- **TASK ITEM**
Return every line from the records below in which the word "reason" is found.

Stored data entries
------------------------
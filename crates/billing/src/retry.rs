//! Retry scheduler
//!
//! Failed webhooks wait in a min-heap keyed by their next retry time. One
//! background worker sleeps until the earliest item is due (or until an
//! enqueue wakes it), replays due items one at a time, and either drops them
//! on success, reschedules them with exponential backoff, or dead-letters
//! them. Nothing leaves the queue any other way.
//!
//! `attempts` counts failed processing attempts, including the original
//! delivery. With `max_retries = 3` an event is processed at most three
//! times in total.

use std::cmp::Reverse;
use std::collections::{BinaryHeap, HashMap};
use std::sync::Arc;
use std::time::Duration;

use async_trait::async_trait;
use rand::Rng;
use serde::Serialize;
use time::OffsetDateTime;
use tokio::sync::{watch, Mutex, Notify};
use tokio::time::Instant;
use uuid::Uuid;

use crate::config::RetryConfig;
use crate::dead_letter::{DeadLetterHandler, DeadLetterRecord};
use crate::error::{BillingError, BillingResult};
use crate::health::HealthTracker;

/// A failed webhook waiting for its next attempt
#[derive(Debug, Clone)]
pub struct RetryQueueItem {
    pub webhook_id: String,
    pub event_type: Option<String>,
    pub payload: Vec<u8>,
    pub signature: String,
    pub attempts: u32,
    pub max_retries: u32,
    pub next_retry_at: Instant,
    pub first_failed_at: Instant,
    pub first_failed_at_utc: OffsetDateTime,
    pub last_error_code: String,
    pub last_error: String,
}

/// Operator view of a queued item
#[derive(Debug, Clone, Serialize)]
pub struct RetryQueueEntry {
    pub webhook_id: String,
    pub event_type: Option<String>,
    pub attempts: u32,
    pub max_retries: u32,
    pub next_retry_in_ms: u64,
    pub last_error: String,
}

/// Result of handing a failure to the scheduler
#[derive(Debug, Clone, PartialEq, Eq)]
pub enum EnqueueOutcome {
    Scheduled { attempts: u32, delay: Duration },
    AlreadyQueued,
    DeadLettered,
}

/// Re-runs the processing path for a queued item
#[async_trait]
pub trait RetryTarget: Send + Sync {
    async fn retry(&self, item: &RetryQueueItem) -> BillingResult<()>;
}

/// Delay before the retry that follows `attempt` failures, without jitter:
/// `min(max_delay, initial_delay * backoff_factor^(attempt - 1))`
pub fn backoff_delay(config: &RetryConfig, attempt: u32) -> Duration {
    let exponent = i32::try_from(attempt.saturating_sub(1)).unwrap_or(i32::MAX);
    let raw = config.initial_delay.as_secs_f64() * config.backoff_factor.powi(exponent);
    let capped = raw.min(config.max_delay.as_secs_f64());
    if capped.is_finite() && capped >= 0.0 {
        Duration::from_secs_f64(capped)
    } else {
        config.max_delay
    }
}

/// Scale a delay by a random factor in `[0.5, 1.0]`
pub fn apply_jitter(delay: Duration) -> Duration {
    let factor: f64 = rand::rng().random_range(0.5..=1.0);
    delay.mul_f64(factor)
}

#[derive(Default)]
struct Queue {
    heap: BinaryHeap<Reverse<(Instant, u64, String)>>,
    items: HashMap<String, RetryQueueItem>,
    seq: u64,
}

impl Queue {
    fn push(&mut self, item: RetryQueueItem) {
        self.seq += 1;
        self.heap
            .push(Reverse((item.next_retry_at, self.seq, item.webhook_id.clone())));
        self.items.insert(item.webhook_id.clone(), item);
    }

    fn pop_due(&mut self, now: Instant) -> Vec<RetryQueueItem> {
        let mut due = Vec::new();
        while let Some(Reverse((at, _, _))) = self.heap.peek() {
            if *at > now {
                break;
            }
            if let Some(Reverse((at, _, id))) = self.heap.pop() {
                // Skip heap entries superseded by a later push of the same id
                if self.items.get(&id).is_some_and(|i| i.next_retry_at == at) {
                    if let Some(item) = self.items.remove(&id) {
                        due.push(item);
                    }
                }
            }
        }
        due
    }

    fn drain(&mut self) -> Vec<RetryQueueItem> {
        self.heap.clear();
        self.items.drain().map(|(_, item)| item).collect()
    }

    fn next_due(&self) -> Option<Instant> {
        self.heap.peek().map(|Reverse((at, _, _))| *at)
    }
}

pub struct RetryScheduler {
    queue: Mutex<Queue>,
    wake: Notify,
    config: RetryConfig,
    dead_letters: Arc<dyn DeadLetterHandler>,
    health: HealthTracker,
}

impl RetryScheduler {
    pub fn new(
        config: RetryConfig,
        dead_letters: Arc<dyn DeadLetterHandler>,
        health: HealthTracker,
    ) -> Self {
        Self {
            queue: Mutex::new(Queue::default()),
            wake: Notify::new(),
            config,
            dead_letters,
            health,
        }
    }

    pub fn config(&self) -> &RetryConfig {
        &self.config
    }

    /// Queue a webhook whose first processing attempt just failed
    pub async fn enqueue(
        &self,
        webhook_id: &str,
        payload: Vec<u8>,
        signature: &str,
        max_retries: u32,
        event_type: Option<String>,
        cause: &BillingError,
    ) -> EnqueueOutcome {
        let now = Instant::now();
        let mut item = RetryQueueItem {
            webhook_id: webhook_id.to_string(),
            event_type,
            payload,
            signature: signature.to_string(),
            attempts: 1,
            max_retries,
            next_retry_at: now,
            first_failed_at: now,
            first_failed_at_utc: OffsetDateTime::now_utc(),
            last_error_code: cause.code().to_string(),
            last_error: cause.to_string(),
        };

        if item.attempts >= item.max_retries {
            self.dead_letter(item, "retry budget exhausted").await;
            return EnqueueOutcome::DeadLettered;
        }

        let mut queue = self.queue.lock().await;
        if queue.items.contains_key(webhook_id) {
            return EnqueueOutcome::AlreadyQueued;
        }
        if queue.items.len() >= self.config.queue_capacity {
            drop(queue);
            tracing::error!(
                webhook_id = %webhook_id,
                capacity = self.config.queue_capacity,
                "Retry queue full"
            );
            self.dead_letter(item, "retry queue full").await;
            return EnqueueOutcome::DeadLettered;
        }

        let delay = apply_jitter(backoff_delay(&self.config, item.attempts));
        item.next_retry_at = now + delay;
        let attempts = item.attempts;

        tracing::info!(
            webhook_id = %webhook_id,
            attempts = attempts,
            max_retries = max_retries,
            delay_ms = delay.as_millis() as u64,
            "Webhook queued for retry"
        );

        queue.push(item);
        drop(queue);
        self.wake.notify_one();

        EnqueueOutcome::Scheduled { attempts, delay }
    }

    /// Put a dead-lettered event back with a fresh attempt budget, due now
    pub async fn requeue(&self, record: DeadLetterRecord) -> BillingResult<()> {
        let now = Instant::now();
        let mut queue = self.queue.lock().await;
        if queue.items.contains_key(&record.webhook_id) {
            return Err(BillingError::InvalidInput(format!(
                "{} is already queued",
                record.webhook_id
            )));
        }

        tracing::info!(
            webhook_id = %record.webhook_id,
            dead_letter_id = %record.id,
            "Replaying dead-lettered webhook"
        );

        queue.push(RetryQueueItem {
            webhook_id: record.webhook_id,
            event_type: record.event_type,
            payload: record.raw_payload,
            signature: record.signature,
            attempts: 0,
            max_retries: self.config.max_retries,
            next_retry_at: now,
            first_failed_at: now,
            first_failed_at_utc: OffsetDateTime::now_utc(),
            last_error_code: record.error_code,
            last_error: record.reason,
        });
        drop(queue);
        self.wake.notify_one();
        Ok(())
    }

    pub async fn len(&self) -> usize {
        self.queue.lock().await.items.len()
    }

    pub async fn is_empty(&self) -> bool {
        self.len().await == 0
    }

    pub async fn contains(&self, webhook_id: &str) -> bool {
        self.queue.lock().await.items.contains_key(webhook_id)
    }

    /// Queued items ordered by next retry time
    pub async fn snapshot(&self) -> Vec<RetryQueueEntry> {
        let now = Instant::now();
        let queue = self.queue.lock().await;
        let mut items: Vec<&RetryQueueItem> = queue.items.values().collect();
        items.sort_by_key(|i| i.next_retry_at);
        items
            .into_iter()
            .map(|i| RetryQueueEntry {
                webhook_id: i.webhook_id.clone(),
                event_type: i.event_type.clone(),
                attempts: i.attempts,
                max_retries: i.max_retries,
                next_retry_in_ms: i.next_retry_at.saturating_duration_since(now).as_millis() as u64,
                last_error: i.last_error.clone(),
            })
            .collect()
    }

    /// Worker loop. Runs until `shutdown` flips to true.
    pub async fn run(
        self: Arc<Self>,
        target: Arc<dyn RetryTarget>,
        mut shutdown: watch::Receiver<bool>,
    ) {
        tracing::info!(
            max_retries = self.config.max_retries,
            initial_delay_ms = self.config.initial_delay.as_millis() as u64,
            max_delay_ms = self.config.max_delay.as_millis() as u64,
            "Retry worker started"
        );

        loop {
            if *shutdown.borrow() {
                break;
            }

            self.process_due(target.as_ref()).await;

            let next = self.queue.lock().await.next_due();
            let floor = Instant::now() + self.config.min_wait;
            // Idle with nothing queued: park until an enqueue wakes us
            let deadline = next.map(|at| at.max(floor));

            tokio::select! {
                _ = sleep_until_opt(deadline) => {}
                _ = self.wake.notified() => {}
                changed = shutdown.changed() => {
                    if changed.is_err() {
                        break;
                    }
                }
            }
        }

        let abandoned = self.dead_letter_remaining("shutdown before retry").await;
        tracing::info!(dead_lettered = abandoned, "Retry worker stopped");
    }

    /// Empty the queue into the dead-letter handler. Returns how many items moved.
    pub async fn dead_letter_remaining(&self, why: &str) -> usize {
        let remaining = self.queue.lock().await.drain();
        let count = remaining.len();
        for item in remaining {
            self.dead_letter(item, why).await;
        }
        count
    }

    /// Process every item that is due now. Returns how many were attempted.
    pub async fn process_due(&self, target: &dyn RetryTarget) -> usize {
        let due = self.queue.lock().await.pop_due(Instant::now());
        let count = due.len();
        for item in due {
            self.attempt(item, target).await;
        }
        count
    }

    async fn attempt(&self, mut item: RetryQueueItem, target: &dyn RetryTarget) {
        let started = Instant::now();
        let result = target.retry(&item).await;
        let elapsed = item.first_failed_at.elapsed();

        match result {
            Ok(()) => {
                self.health.record_success();
                tracing::info!(
                    webhook_id = %item.webhook_id,
                    attempts = item.attempts + 1,
                    elapsed_ms = elapsed.as_millis() as u64,
                    duration_ms = started.elapsed().as_millis() as u64,
                    "Webhook retry succeeded"
                );
            }
            Err(e) => {
                self.health.record_failure();
                item.attempts += 1;
                item.last_error_code = e.code().to_string();
                item.last_error = e.to_string();

                if !e.is_retryable() {
                    self.dead_letter(item, "permanent failure on retry").await;
                } else if item.attempts >= item.max_retries {
                    self.dead_letter(item, "retry budget exhausted").await;
                } else {
                    let delay = apply_jitter(backoff_delay(&self.config, item.attempts));
                    item.next_retry_at = Instant::now() + delay;
                    tracing::warn!(
                        webhook_id = %item.webhook_id,
                        attempts = item.attempts,
                        max_retries = item.max_retries,
                        delay_ms = delay.as_millis() as u64,
                        error = %e,
                        "Webhook retry failed - rescheduled"
                    );
                    self.queue.lock().await.push(item);
                }
            }
        }
    }

    async fn dead_letter(&self, item: RetryQueueItem, why: &str) {
        let record = DeadLetterRecord {
            id: Uuid::new_v4(),
            payload: String::from_utf8_lossy(&item.payload).into_owned(),
            raw_payload: item.payload,
            webhook_id: item.webhook_id,
            event_type: item.event_type,
            signature: item.signature,
            attempts: item.attempts,
            error_code: item.last_error_code,
            reason: format!("{}: {}", why, item.last_error),
            first_failed_at: item.first_failed_at_utc,
            dead_lettered_at: OffsetDateTime::now_utc(),
            elapsed_ms: item.first_failed_at.elapsed().as_millis() as u64,
        };
        self.dead_letters.dead_letter(record).await;
    }

    /// Dead-letter a webhook that failed permanently on its first attempt
    pub async fn dead_letter_now(
        &self,
        webhook_id: &str,
        payload: Vec<u8>,
        signature: &str,
        event_type: Option<String>,
        cause: &BillingError,
    ) {
        let now = Instant::now();
        let item = RetryQueueItem {
            webhook_id: webhook_id.to_string(),
            event_type,
            payload,
            signature: signature.to_string(),
            attempts: 1,
            max_retries: self.config.max_retries,
            next_retry_at: now,
            first_failed_at: now,
            first_failed_at_utc: OffsetDateTime::now_utc(),
            last_error_code: cause.code().to_string(),
            last_error: cause.to_string(),
        };
        self.dead_letter(item, "permanent failure").await;
    }
}

async fn sleep_until_opt(deadline: Option<Instant>) {
    match deadline {
        Some(at) => tokio::time::sleep_until(at).await,
        None => std::future::pending().await,
    }
}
------------------------
- **ANSWER TO THE EXERCISE**
            last_error: record.reason,
            reason: format!("{}: {}", why, item.last_error),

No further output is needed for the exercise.